Vitamin D Sleep Randomized Trial has 2 source documents in the current Migaku evidence database. The strongest available sources in this first pass are randomized trial, so conclusions should be framed as evidence-aware guidance rather than medical advice.

## Key Takeaways

- This page is generated only from sources stored in the Migaku evidence knowledge base.
- Current evidence mix: 2 randomized trial.
- Claims should be interpreted with the source type, study design, population, and publication date in mind.
- This article is educational and does not replace care from a qualified clinician.

## Evidence Map

| Source | Evidence type | Level | Date | Identifier |
| --- | --- | ---: | --- | --- |
| Effects of peppermint ( Mentha x piperita L.) oil on cardiometabolic outcomes in patients with pre- and stage 1 hypertension: A placebo randomized controlled trial | randomized trial | 2 | 2026-04-23 | 10.1371/journal.pone.0344538 |
| Novel dietary FemTech based on dietary reference intakes for premenstrual and menstrual disorders: a pilot open-label randomized controlled trial of dietary intervention | randomized trial | 2 | 2026-03-09 | 10.1186/s12905-026-04382-6 |

## What The Sources Report

- Globally, hypertension is renowned as the leading risk factor for cardiovascular disease morbidity and mortality. [Sinclair Jonathan (2026); evidence level 2]
- High blood pressure ranks first among modifiable risk factors attributable to cardiovascular disease aetiology, accounting for the largest proportion of coronary heart disease, heart failure, and stroke events. [Sinclair Jonathan (2026); evidence level 2]
- Moreover, taking such drugs during Ramadan has been reported to increase the risk of cerebral venous thrombosis, and psychological resistance remains a major global challenge. [Iimura Jun (2026); evidence level 2]
- For instance, Ahmadi reported that zinc supplementation reduced PMD symptoms, and Tartagni reported the same for vitamin D. [Iimura Jun (2026); evidence level 2]

## How To Read This Evidence

Evidence level 1 generally reflects systematic reviews or meta-analyses. Level 2 includes randomized trials, guidelines, or public-health guidance. Level 3 usually reflects observational or narrative-review evidence. Level 4 is weaker or early-stage evidence. The level is a sorting aid, not a final quality grade.

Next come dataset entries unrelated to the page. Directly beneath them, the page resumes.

//! Self-contained HTML documentation page.

use crate::schema::{Column, Index, Schema, Table};
use std::collections::BTreeMap;
use std::fmt::Write;

/// The ER diagram embedded into the page
#[derive(Debug, Clone, PartialEq, Eq)]
pub enum Erd {
    /// Rendered SVG markup
    Svg(String),
    /// DOT source, shown when rendering degraded
    Dot(String),
}

/// Page-level inputs besides the schema
#[derive(Debug, Clone, Default)]
pub struct HtmlPage {
    pub title: String,
    /// Free-form key/value pairs shown in the page header
    pub vars: BTreeMap<String, String>,
    pub erd: Option<Erd>,
}

/// Highlights a table's cluster, columns and edges in the embedded SVG while
/// the table's TOC entry or cluster is hovered; double-click jumps to the table
const ERD_SCRIPT: &str = r#"<script>
(function () {
  const erd = document.querySelector('#erd .erd');
  if (!erd) {
    return;
  }
  const highlight = function (name, on) {
    erd.querySelectorAll('.table-' + CSS.escape(name)).forEach(function (e) {
      e.classList.toggle('active', on);
    });
  };
  const hover = function (element, name) {
    element.addEventListener('mouseover', function () { highlight(name, true); });
    element.addEventListener('mouseout', function () { highlight(name, false); });
  };
  document.querySelectorAll('[data-table-name]').forEach(function (link) {
    hover(link, link.dataset.tableName);
  });
  erd.querySelectorAll('g.cluster[id^="relationship:table-"]').forEach(function (g) {
    const name = g.id.substring('relationship:table-'.length);
    hover(g, name);
    g.addEventListener('dblclick', function () { location.hash = 'table-' + name; });
  });
})();
</script>
"#;

/// Generate the HTML page
pub fn to_html(schema: &Schema, page: &HtmlPage) -> String {
    let title = if page.title.is_empty() {
        schema.database.as_str()
    } else {
        page.title.as_str()
    };

    let mut body = String::new();
    write_header(&mut body, title, &page.vars);
    write_toc(&mut body, schema);
    if let Some(erd) = &page.erd {
        write_erd(&mut body, erd);
    }
    for (i, table) in schema.tables.iter().enumerate() {
        write_table(&mut body, i + 1, table);
    }
    write_views(&mut body, schema);
    write_routines(&mut body, schema);
    write_events(&mut body, schema);
    if matches!(page.erd, Some(Erd::Svg(_))) {
        body.push_str(ERD_SCRIPT);
    }

    format!(
        r##"<!DOCTYPE html>
<html lang="en">
<head>
  <meta charset="UTF-8">
  <meta name="viewport" content="width=device-width, initial-scale=1.0">
  <title>{title}</title>
  <style>
    body {{ font-family: -apple-system, BlinkMacSystemFont, sans-serif; margin: 2em; color: #1f2328; }}
    h1, h2, h3 {{ font-weight: 600; }}
    section {{ margin-bottom: 2.5em; }}
    table {{ border-collapse: collapse; margin: 0.5em 0 1em; }}
    th, td {{ border: 1px solid #d0d7de; padding: 4px 8px; text-align: left; vertical-align: top; }}
    th {{ background: #f6f8fa; }}
    .summary {{ white-space: pre-wrap; color: #656d76; }}
    .erd {{ overflow: auto; border: 1px solid #d0d7de; padding: 1em; }}
    pre {{ background: #f6f8fa; padding: 1em; overflow: auto; }}
    .erd .active path, .erd .active polygon {{ stroke: #d73a49; stroke-width: 2; }}
  </style>
</head>
<body>
{body}</body>
</html>
"##,
        title = escape_html(title),
        body = body
    )
}

fn write_header(out: &mut String, title: &str, vars: &BTreeMap<String, String>) {
    let _ = writeln!(out, "<header>\n<h1>{}</h1>", escape_html(title));
    if !vars.is_empty() {
        out.push_str("<table class=\"vars\">\n");
        for (key, value) in vars {
            let _ = writeln!(
                out,
                "<tr><th>{}</th><td>{}</td></tr>",
                escape_html(key),
                escape_html(value)
            );
        }
        out.push_str("</table>\n");
    }
    out.push_str("</header>\n");
}

fn write_toc(out: &mut String, schema: &Schema) {
    out.push_str("<nav id=\"toc\">\n<h2>Contents</h2>\n<ul>\n");
    let groups: [(&str, &str, Vec<(&str, &str)>); 4] = [
        (
            "Tables",
            "table",
            schema
                .tables
                .iter()
                .map(|t| (t.name.as_str(), t.logical_name.as_str()))
                .collect(),
        ),
        (
            "Views",
            "view",
            schema
                .views
                .iter()
                .map(|v| (v.name.as_str(), v.logical_name.as_str()))
                .collect(),
        ),
        (
            "Routines",
            "routine",
            schema
                .routines
                .iter()
                .map(|r| (r.name.as_str(), r.logical_name.as_str()))
                .collect(),
        ),
        (
            "Events",
            "event",
            schema
                .events
                .iter()
                .map(|e| (e.name.as_str(), e.logical_name.as_str()))
                .collect(),
        ),
    ];
    for (heading, prefix, entries) in groups {
        if entries.is_empty() {
            continue;
        }
        let _ = writeln!(out, "<li>{}<ul>", heading);
        for (name, logical_name) in entries {
            // table entries drive the diagram highlighting
            let data = if prefix == "table" {
                format!(" data-table-name=\"{}\"", escape_html(name))
            } else {
                String::new()
            };
            let _ = writeln!(
                out,
                "<li><a href=\"#{}-{}\"{}>{}</a> {}</li>",
                prefix,
                escape_html(name),
                data,
                escape_html(name),
                escape_html(logical_name)
            );
        }
        out.push_str("</ul></li>\n");
    }
    out.push_str("</ul>\n</nav>\n");
}

fn write_erd(out: &mut String, erd: &Erd) {
    out.push_str("<section id=\"erd\">\n<h2>ER Diagram</h2>\n<div class=\"erd\">\n");
    match erd {
        Erd::Svg(svg) => {
            // strip the XML prolog and doctype graphviz emits before <svg
            let start = svg.find("<svg").unwrap_or(0);
            out.push_str(&svg[start..]);
            out.push('\n');
        }
        Erd::Dot(dot) => {
            let _ = writeln!(out, "<pre class=\"dot\">{}</pre>", escape_html(dot));
        }
    }
    out.push_str("</div>\n</section>\n");
}

fn write_table(out: &mut String, no: usize, table: &Table) {
    let _ = writeln!(
        out,
        "<section id=\"table-{}\">\n<h2>{}. {} {}</h2>",
        escape_html(&table.name),
        no,
        escape_html(&table.name),
        escape_html(&table.logical_name)
    );
    write_summary(out, &table.summary);

    let options: Vec<String> = [
        ("Engine", &table.engine),
        ("Collation", &table.collation),
        ("Row format", &table.row_format),
    ]
    .into_iter()
    .filter_map(|(label, value)| value.as_ref().map(|v| format!("{}: {}", label, v)))
    .collect();
    if !options.is_empty() {
        let _ = writeln!(out, "<p class=\"options\">{}</p>", escape_html(&options.join(", ")));
    }

    write_columns(out, &table.columns);
    write_indexes(out, &table.indexes);

    if !table.foreign_keys.is_empty() {
        out.push_str("<h3>Foreign keys</h3>\n<table>\n<tr><th>No</th><th>Name</th><th>Columns</th><th>Referenced table</th><th>Referenced columns</th><th>On update</th><th>On delete</th></tr>\n");
        for (i, fk) in table.foreign_keys.values().enumerate() {
            let _ = writeln!(
                out,
                "<tr><td>{}</td><td>{}</td><td>{}</td><td><a href=\"#table-{}\">{}</a></td><td>{}</td><td>{}</td><td>{}</td></tr>",
                i + 1,
                escape_html(&fk.name),
                escape_html(&fk.local_columns.join(", ")),
                escape_html(&fk.foreign_table),
                escape_html(&fk.foreign_table),
                escape_html(&fk.foreign_columns.join(", ")),
                escape_html(fk.on_update.as_deref().unwrap_or("")),
                escape_html(fk.on_delete.as_deref().unwrap_or(""))
            );
        }
        out.push_str("</table>\n");
    }

    if !table.reference_keys.is_empty() {
        out.push_str("<h3>Referenced by</h3>\n<table>\n<tr><th>No</th><th>Name</th><th>Columns</th><th>Referencing table</th><th>Referencing columns</th></tr>\n");
        for (i, fk) in table.reference_keys.values().enumerate() {
            let _ = writeln!(
                out,
                "<tr><td>{}</td><td>{}</td><td>{}</td><td><a href=\"#table-{}\">{}</a></td><td>{}</td></tr>",
                i + 1,
                escape_html(&fk.name),
                escape_html(&fk.foreign_columns.join(", ")),
                escape_html(&fk.local_table),
                escape_html(&fk.local_table),
                escape_html(&fk.local_columns.join(", "))
            );
        }
        out.push_str("</table>\n");
    }

    if !table.triggers.is_empty() {
        out.push_str("<h3>Triggers</h3>\n<table>\n<tr><th>Name</th><th>Timing</th><th>Event</th><th>Statement</th></tr>\n");
        for trigger in &table.triggers {
            let _ = writeln!(
                out,
                "<tr><td>{}</td><td>{}</td><td>{}</td><td><pre>{}</pre></td></tr>",
                escape_html(&trigger.name),
                escape_html(&trigger.timing),
                escape_html(&trigger.event),
                escape_html(&trigger.statement)
            );
        }
        out.push_str("</table>\n");
    }

    out.push_str("</section>\n");
}

fn write_columns(out: &mut String, columns: &[Column]) {
    if columns.is_empty() {
        return;
    }
    out.push_str("<h3>Columns</h3>\n<table>\n<tr><th>No</th><th>Name</th><th>Logical name</th><th>Type</th><th>Nullable</th><th>Default</th><th>Constraints</th><th>Summary</th></tr>\n");
    for (i, column) in columns.iter().enumerate() {
        let mut type_text = column.display_type().to_string();
        if column.unsigned && !type_text.to_lowercase().contains("unsigned") {
            type_text.push_str(" unsigned");
        }
        if let Some(generated) = &column.generated {
            type_text.push_str(&format!(" AS ({})", generated));
        }
        let _ = writeln!(
            out,
            "<tr><td>{}</td><td>{}</td><td>{}</td><td>{}</td><td>{}</td><td>{}</td><td>{}</td><td class=\"summary\">{}</td></tr>",
            i + 1,
            escape_html(&column.name),
            escape_html(&column.logical_name),
            escape_html(&type_text),
            if column.not_null { "" } else { "YES" },
            escape_html(column.default.as_deref().unwrap_or("")),
            escape_html(&column.constraints.join(", ")),
            escape_html(&column.summary)
        );
    }
    out.push_str("</table>\n");
}

fn write_indexes(out: &mut String, indexes: &[Index]) {
    if indexes.is_empty() {
        return;
    }
    out.push_str("<h3>Indexes</h3>\n<table>\n<tr><th>No</th><th>Name</th><th>Columns</th><th>Unique</th><th>Type</th></tr>\n");
    for (i, index) in indexes.iter().enumerate() {
        let _ = writeln!(
            out,
            "<tr><td>{}</td><td>{}</td><td>{}</td><td>{}</td><td>{}</td></tr>",
            i + 1,
            escape_html(&index.name),
            escape_html(&index.columns.join(", ")),
            if index.unique { "YES" } else { "" },
            escape_html(&index.flags.join(", "))
        );
    }
    out.push_str("</table>\n");
}

fn write_views(out: &mut String, schema: &Schema) {
    for (i, view) in schema.views.iter().enumerate() {
        let _ = writeln!(
            out,
            "<section id=\"view-{}\">\n<h2>View {}. {} {}</h2>",
            escape_html(&view.name),
            i + 1,
            escape_html(&view.name),
            escape_html(&view.logical_name)
        );
        write_summary(out, &view.summary);
        let _ = writeln!(
            out,
            "<p>Updatable: {}{}</p>",
            if view.updatable { "YES" } else { "NO" },
            view.check_option
                .as_deref()
                .map(|c| format!(", check option: {}", escape_html(c)))
                .unwrap_or_default()
        );
        write_columns(out, &view.columns);
        write_indexes(out, &view.indexes);
        let _ = writeln!(out, "<pre class=\"sql\">{}</pre>\n</section>", escape_html(&view.sql));
    }
}

fn write_routines(out: &mut String, schema: &Schema) {
    for (i, routine) in schema.routines.iter().enumerate() {
        let _ = writeln!(
            out,
            "<section id=\"routine-{}\">\n<h2>{} {}. {} {}</h2>",
            escape_html(&routine.name),
            escape_html(&routine.kind),
            i + 1,
            escape_html(&routine.name),
            escape_html(&routine.logical_name)
        );
        write_summary(out, &routine.summary);
        let _ = writeln!(
            out,
            "<p>Parameters: <code>{}</code></p>",
            escape_html(&routine.parameters)
        );
        if let Some(return_type) = &routine.return_type {
            let _ = writeln!(out, "<p>Returns: <code>{}</code></p>", escape_html(return_type));
        }
        let _ = writeln!(
            out,
            "<pre class=\"sql\">{}</pre>\n</section>",
            escape_html(&routine.statement)
        );
    }
}

fn write_events(out: &mut String, schema: &Schema) {
    for (i, event) in schema.events.iter().enumerate() {
        let _ = writeln!(
            out,
            "<section id=\"event-{}\">\n<h2>Event {}. {} {}</h2>",
            escape_html(&event.name),
            i + 1,
            escape_html(&event.name),
            escape_html(&event.logical_name)
        );
        write_summary(out, &event.summary);
        let schedule: Vec<String> = [
            ("Every", &event.interval),
            ("Since", &event.since),
            ("Until", &event.until),
        ]
        .into_iter()
        .filter_map(|(label, value)| value.as_ref().map(|v| format!("{} {}", label, v)))
        .collect();
        if !schedule.is_empty() {
            let _ = writeln!(out, "<p>{}</p>", escape_html(&schedule.join(", ")));
        }
        let _ = writeln!(
            out,
            "<pre class=\"sql\">{}</pre>\n</section>",
            escape_html(&event.statement)
        );
    }
}

fn write_summary(out: &mut String, summary: &str) {
    if !summary.is_empty() {
        let _ = writeln!(out, "<p class=\"summary\">{}</p>", escape_html(summary));
    }
}

/// Escape a string for HTML text and attribute values
fn escape_html(s: &str) -> String {
    s.replace('&', "&amp;")
        .replace('<', "&lt;")
        .replace('>', "&gt;")
        .replace('"', "&quot;")
}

## Practical Interpretation

There is trial evidence in the current set, but population and intervention details still matter. For vitamin D sleep randomized trial, the next editorial step is to add more targeted sources and separate strong findings from early or indirect evidence.

## Limits Of This First Pass

This is a small-batch MVP article. It uses the first ingested sources for this topic and should be expanded with more targeted searches, license review, and human editorial checks before being treated as a definitive review.

## References

- Sinclair Jonathan (2026). Effects of peppermint ( Mentha x piperita L.) oil on cardiometabolic outcomes in patients with pre- and stage 1 hypertension: A placebo randomized controlled trial. DOI: 10.1371/journal.pone.0344538. PMCID: PMC13105356. PMID: 42024666. License: CC BY 4.0. https://pmc.ncbi.nlm.nih.gov/articles/PMC13105356/
- Iimura Jun (2026). Novel dietary FemTech based on dietary reference intakes for premenstrual and menstrual disorders: a pilot open-label randomized controlled trial of dietary intervention. DOI: 10.1186/s12905-026-04382-6. PMCID: PMC13019880. PMID: 41803877. License: CC BY 4.0. https://pmc.ncbi.nlm.nih.gov/articles/PMC13019880/

## Safety Note

Health information can change, and individual risk depends on medical history, medications, pregnancy status, age, and diagnosis. Talk with a qualified clinician before changing treatment, supplement, or medication routines.